### Your task
Since the entries below must stay intact, return each one exactly.

Data Block Start

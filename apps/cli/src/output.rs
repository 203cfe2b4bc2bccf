//! Output formatting for the CLI.

use butchery_auth_forms::{Locale, MessageKey};
use clap::ValueEnum;
use serde::Serialize;

/// Output format.
#[derive(Debug, Clone, Copy, Default, ValueEnum)]
pub enum OutputFormat {
    #[default]
    Text,
    Json,
}

/// Right-to-left embedding and its terminator.
const RLE: char = '\u{202B}';
const PDF: char = '\u{202C}';

/// Wrap `text` in a right-to-left embedding for RTL locales so terminals
/// lay it out correctly.
pub fn directional(text: &str, locale: Locale) -> String {
    if locale.is_rtl() {
        format!("{RLE}{text}{PDF}")
    } else {
        text.to_string()
    }
}

/// Localized text of `key`, wrapped for the locale's direction.
pub fn localized(key: MessageKey, locale: Locale) -> String {
    directional(locale.message(key), locale)
}

/// Print a value as pretty JSON.
pub fn print_json<T: Serialize>(value: &T) {
    match serde_json::to_string_pretty(value) {
        Ok(json) => println!("{}", json),
        Err(e) => eprintln!("Error: could not encode output: {}", e),
    }
}

/// Print a success message.
pub fn print_success(message: &str, format: &OutputFormat) {
    match format {
        OutputFormat::Text => println!("{}", message),
        OutputFormat::Json => {
            print_json(&serde_json::json!({ "status": "success", "message": message }));
        }
    }
}

/// Print an error message.
pub fn print_error(message: &str, format: &OutputFormat) {
    match format {
        OutputFormat::Text => eprintln!("Error: {}", message),
        OutputFormat::Json => {
            let json = serde_json::json!({ "status": "error", "message": message });
            eprintln!("{}", json);
        }
    }
}

/// Print a table row.
pub fn print_row(label: &str, value: &str) {
    println!("{:<10}{}", format!("{}:", label), value);
}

Data Block End

### Solution to this task
filename apps/cli/src/output.rs
repository 203cfe2b4bc2bccf
//! Output formatting for the CLI.

use butchery_auth_forms::{Locale, MessageKey};
use clap::ValueEnum;
use serde::Serialize;

/// Output format.
#[derive(Debug, Clone, Copy, Default, ValueEnum)]
pub enum OutputFormat {
    #[default]
    Text,
    Json,
}

/// Right-to-left embedding and its terminator.
const RLE: char = '\u{202B}';
const PDF: char = '\u{202C}';

/// Wrap `text` in a right-to-left embedding for RTL locales so terminals
/// lay it out correctly.
pub fn directional(text: &str, locale: Locale) -> String {
    if locale.is_rtl() {
        format!("{RLE}{text}{PDF}")
    } else {
        text.to_string()
    }
}

/// Localized text of `key`, wrapped for the locale's direction.
pub fn localized(key: MessageKey, locale: Locale) -> String {
    directional(locale.message(key), locale)
}

/// Print a value as pretty JSON.
pub fn print_json<T: Serialize>(value: &T) {
    match serde_json::to_string_pretty(value) {
        Ok(json) => println!("{}", json),
        Err(e) => eprintln!("Error: could not encode output: {}", e),
    }
}

/// Print a success message.
pub fn print_success(message: &str, format: &OutputFormat) {
    match format {
        OutputFormat::Text => println!("{}", message),
        OutputFormat::Json => {
            print_json(&serde_json::json!({ "status": "success", "message": message }));
        }
    }
}

/// Print an error message.
pub fn print_error(message: &str, format: &OutputFormat) {
    match format {
        OutputFormat::Text => eprintln!("Error: {}", message),
        OutputFormat::Json => {
            let json = serde_json::json!({ "status": "error", "message": message });
            eprintln!("{}", json);
        }
    }
}

/// Print a table row.
pub fn print_row(label: &str, value: &str) {
    println!("{:<10}{}", format!("{}:", label), value);
}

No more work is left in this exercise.